Responsible AI

How a pension provider proves good outcomes now when the customer retires in 20 years

June 2, 2026
10 min read

Part of the AI on Trial: The Burden of Proof campaign series

The Defence Brief: Pensions

A UK pension provider deployed AI across its contact centre, retirement guidance tools, vulnerable customer triage, and member communications. The customer base spans three generations. Some members will not draw their pension for forty years. Others are mid-decumulation today. When the FCA asks the provider’s Chief Risk Officer how the firm evidences good outcomes from AI-influenced decisions over that time horizon, the answer needs to reach further back than the policy framework currently does. The decisions being made today will be assessed against outcomes that may not surface until 2046.

This is the defence brief for pensions. Five governance gaps run through the entire AI on Trial series. Three of them apply with particular force to pension providers: unsupervised AI agents in member-facing roles, sampling-based monitoring across a long-duration product, and AI models with no documented financial services provenance. This article translates those three charges into the specific regulatory and operational context of UK pensions.

Why pensions face the longest accountability tail in financial services

Pensions are the only retail financial product where the customer outcome cannot be assessed for decades.

A retail bank knows within weeks whether a fraud decision was correct. A wealth manager knows within a year whether a portfolio recommendation was suitable. A pension provider may not know until the member retires whether the cumulative effect of AI-influenced nudges, default fund allocations, retirement guidance, and consolidation prompts left the member in a better or worse position than they would otherwise have been.

That time gap creates a governance problem that does not exist in other sectors. When AI assists a customer interaction today, the record of what the AI did needs to outlive the staff who deployed it, the systems that ran it, and in some cases the regulatory regime under which it was approved. The evidence base needs to be retrievable in 2030 or 2040 with the same fidelity it had in 2026. Most pension providers have not built infrastructure for that.

The FCA has been explicit about where the pressure is now landing. The Value for Money Framework consultation (CP26/1) closed in March 2026, with first VFM assessments targeted for 2028. The targeted support regime for pensions launched in April 2026, giving providers permission to make limited recommendations to groups of customers under Consumer Duty obligations. Unit-linked pensions and long-term savings sit inside the FCA’s 2025/26 Consumer Duty market study programme, with findings expected in H1 2026.

For pension providers, the practical implication is direct. Every AI-assisted interaction now generates a regulatory record that may be tested years after the interaction took place. Every default fund allocation, every retirement nudge, every vulnerable customer triage decision needs to be assessable against outcome standards that will evolve over the lifetime of the product. Every AI model in production needs documented provenance that an auditor can trace back to its training data.

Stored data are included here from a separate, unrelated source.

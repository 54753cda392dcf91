//! The reasoner: one request cycle over the graph and the prefab library.
//!
//! A cycle encodes the input, optionally learns the raw input pattern,
//! propagates, matches prefabs, renders a response and finally learns from
//! the propagated snapshot. Learning always sees the matches produced by the
//! same propagation.

use crate::encoder::LexiconEncoder;
use crate::graph_impl::PetIdeomGraph;
use crate::learning::{LearningEngine, LearningReport};
use crate::library::PrefabLibrary;
use crate::matcher::{prefabs_of, AdvancedMatcher, PrefabMatch};
use crate::persistence;
use crate::propagation::SignalPropagator;
use crate::reasoner_builder::ReasonerBuilder;
use crate::renderer::TemplateRenderer;
use ideom_core::collaborators::{Encoder, Renderer};
use ideom_core::config::EngineConfig;
use ideom_core::error::Result;
use ideom_core::feedback::Feedback;
use ideom_core::prefab::Prefab;
use ideom_core::snapshot::ActivationSnapshot;
use ideom_core::topology::IdeomGraph;
use ideom_core::types::{Ideom, IdeomId, PrefabId};
use std::path::Path;
use tracing::{debug, info, instrument};

/// Outcome of one `process` call.
#[derive(Debug, Clone)]
pub struct ReasoningResult {
    pub snapshot: ActivationSnapshot,
    /// Best first.
    pub matches: Vec<PrefabMatch>,
    pub response: String,
    /// Score of the best match, 0 when nothing matched.
    pub confidence: f64,
}

pub struct Reasoner {
    pub(crate) graph: PetIdeomGraph,
    pub(crate) library: PrefabLibrary,
    pub(crate) propagator: SignalPropagator,
    pub(crate) matcher: AdvancedMatcher,
    pub(crate) learning: LearningEngine,
    pub(crate) encoder: Box<dyn Encoder>,
    pub(crate) renderer: Box<dyn Renderer>,
    pub(crate) config: EngineConfig,
}

impl Reasoner {
    /// Reasoner with the default encoder and renderer and an empty state.
    pub fn new(config: EngineConfig) -> Result<Self> {
        ReasonerBuilder::new().with_config(config).build()
    }

    pub fn builder() -> ReasonerBuilder {
        ReasonerBuilder::new()
    }

    pub(crate) fn from_parts(
        config: EngineConfig,
        encoder: Option<Box<dyn Encoder>>,
        renderer: Option<Box<dyn Renderer>>,
    ) -> Result<Self> {
        config.validate()?;
        let encoder = encoder.unwrap_or_else(|| {
            Box::new(
                LexiconEncoder::new()
                    .with_initial_activation(config.reasoning.initial_strength)
                    .with_create_unknown(config.reasoning.create_unknown_ideoms)
                    .with_graph_defaults(config.graph.clone()),
            )
        });
        let renderer = renderer
            .unwrap_or_else(|| Box::new(TemplateRenderer::new(config.matching.active_threshold)));
        Ok(Self {
            graph: PetIdeomGraph::new(),
            library: PrefabLibrary::new(config.matching.prefab_threshold),
            propagator: SignalPropagator::new(config.propagation.clone())?,
            matcher: AdvancedMatcher::new(config.matching.clone()),
            learning: LearningEngine::new(config.learning.clone(), config.matching.prefab_threshold),
            encoder,
            renderer,
            config,
        })
    }

    /// Run one full cycle on `text`. `context` ideoms are activated
    /// alongside at `context_strength`; unknown ids are ignored.
    #[instrument(skip(self, context), fields(context = context.len()))]
    pub fn process(&mut self, text: &str, context: &[IdeomId]) -> ReasoningResult {
        let encoded = self.encoder.encode(text, &mut self.graph);
        if self.config.reasoning.learn_from_input && !encoded.is_empty() {
            let input = ActivationSnapshot::from_activations(encoded.iter().cloned());
            self.learning
                .learn_from_activation(&mut self.graph, &mut self.library, &input);
        }

        let seeds: Vec<IdeomId> = encoded.into_iter().map(|(id, _)| id).collect();
        let mut snapshot = self.propagate(&seeds, context);

        let matches = self.matcher.find_matching(&self.library, &self.graph, &mut snapshot);
        let response = self.renderer.render(&snapshot, &prefabs_of(&matches), &self.graph);
        let confidence = matches.iter().map(PrefabMatch::score).fold(0.0, f64::max);

        let report = self
            .learning
            .learn_from_activation(&mut self.graph, &mut self.library, &snapshot);
        debug!(
            seeds = seeds.len(),
            activated = snapshot.len(),
            matches = matches.len(),
            confidence,
            ?report,
            "processed input"
        );

        ReasoningResult {
            snapshot,
            matches,
            response,
            confidence,
        }
    }

    fn propagate(&mut self, seeds: &[IdeomId], context: &[IdeomId]) -> ActivationSnapshot {
        let reasoning = &self.config.reasoning;
        let propagation = &self.config.propagation;
        let strength = reasoning.initial_strength;

        if !reasoning.use_temporal_context {
            return self.propagator.propagate_with_context(
                &mut self.graph,
                seeds,
                context,
                strength,
                reasoning.context_strength,
            );
        }

        let mut snapshot = if reasoning.use_pattern_prediction {
            self.propagator.propagate_with_pattern_prediction(
                &mut self.graph,
                seeds,
                strength,
                propagation.prediction_weight,
            )
        } else {
            self.propagator.propagate_with_temporal_context(
                &mut self.graph,
                seeds,
                strength,
                propagation.temporal_influence,
                propagation.trend_influence,
            )
        };
        for id in context {
            if self.graph.contains(id) {
                snapshot.add_activation(id.clone(), reasoning.context_strength);
            }
        }
        snapshot
    }

    /// Apply external feedback on an earlier result.
    #[instrument(skip(self, feedback), fields(score = feedback.score))]
    pub fn learn(&mut self, feedback: &Feedback) -> LearningReport {
        self.learning.learn_from_feedback(
            &mut self.graph,
            &mut self.library,
            self.encoder.as_mut(),
            feedback,
        )
    }

    /// Add an ideom with the configured default threshold and decay rate.
    pub fn create_ideom(&mut self, name: impl Into<String>) -> IdeomId {
        let ideom = Ideom::named(name)
            .with_threshold(self.config.graph.default_activation_threshold)
            .with_decay_rate(self.config.graph.default_decay_rate);
        self.graph.add(ideom)
    }

    /// Connect two ideoms in both directions.
    pub fn connect(&mut self, a: &IdeomId, b: &IdeomId, weight: f64) -> Result<()> {
        self.graph.connect(a, b, weight)
    }

    pub fn create_prefab<W, T, S>(
        &mut self,
        name: impl Into<String>,
        weights: W,
        response_template: Option<String>,
        tags: T,
    ) -> PrefabId
    where
        W: IntoIterator<Item = (IdeomId, f64)>,
        T: IntoIterator<Item = S>,
        S: Into<String>,
    {
        let mut prefab = Prefab::new(name)
            .with_weights(weights)
            .with_threshold(self.library.default_threshold())
            .with_tags(tags);
        prefab.response_template = response_template;
        self.library.add(prefab)
    }

    pub fn optimize(&mut self) -> LearningReport {
        self.learning.optimize(&mut self.graph, &mut self.library)
    }

    /// Let every ideom's activation fall by its decay rate.
    pub fn decay(&mut self) {
        self.graph.decay_all();
    }

    pub fn save(&self, dir: &Path) -> Result<()> {
        persistence::save_state(&self.graph, &self.library, dir)
    }

    /// Replace the graph and the library with the state saved in `dir`.
    /// On failure the current state is kept.
    pub fn load(&mut self, dir: &Path) -> Result<()> {
        let (graph, library) = persistence::load_state(dir, self.config.matching.prefab_threshold)?;
        self.graph = graph;
        self.library = library;
        info!(
            dir = %dir.display(),
            ideoms = self.graph.len(),
            prefabs = self.library.len(),
            "reasoner state loaded"
        );
        Ok(())
    }

    pub fn graph(&self) -> &PetIdeomGraph {
        &self.graph
    }

    pub fn graph_mut(&mut self) -> &mut PetIdeomGraph {
        &mut self.graph
    }

    pub fn library(&self) -> &PrefabLibrary {
        &self.library
    }

    pub fn library_mut(&mut self) -> &mut PrefabLibrary {
        &mut self.library
    }

    pub fn propagator(&self) -> &SignalPropagator {
        &self.propagator
    }

    pub fn config(&self) -> &EngineConfig {
        &self.config
    }
}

This article walks through what proof looks like for each of these three obligations.

For a full breakdown of all five governance gaps, see the complete framework → AI Governance in UK Financial Services: The Accountability Framework

SMCR liability for long-horizon AI decisions: who is accountable when the outcome surfaces in 2046

The first question the FCA is likely to ask any pension provider deploying AI is who carries personal liability when an AI-influenced decision turns out to have produced a poor outcome years after the senior manager who deployed it has left the firm.

Under SMCR, the answer cannot be a generic reference to the AI vendor or the model owner. The senior manager whose function deployed the AI is personally accountable for the decisions that function delivers, including the decisions delivered by AI. The regime does not have an expiry date. Liability sits with the senior manager who held the responsibility at the time, evidenced by the regulatory record the firm produces on demand.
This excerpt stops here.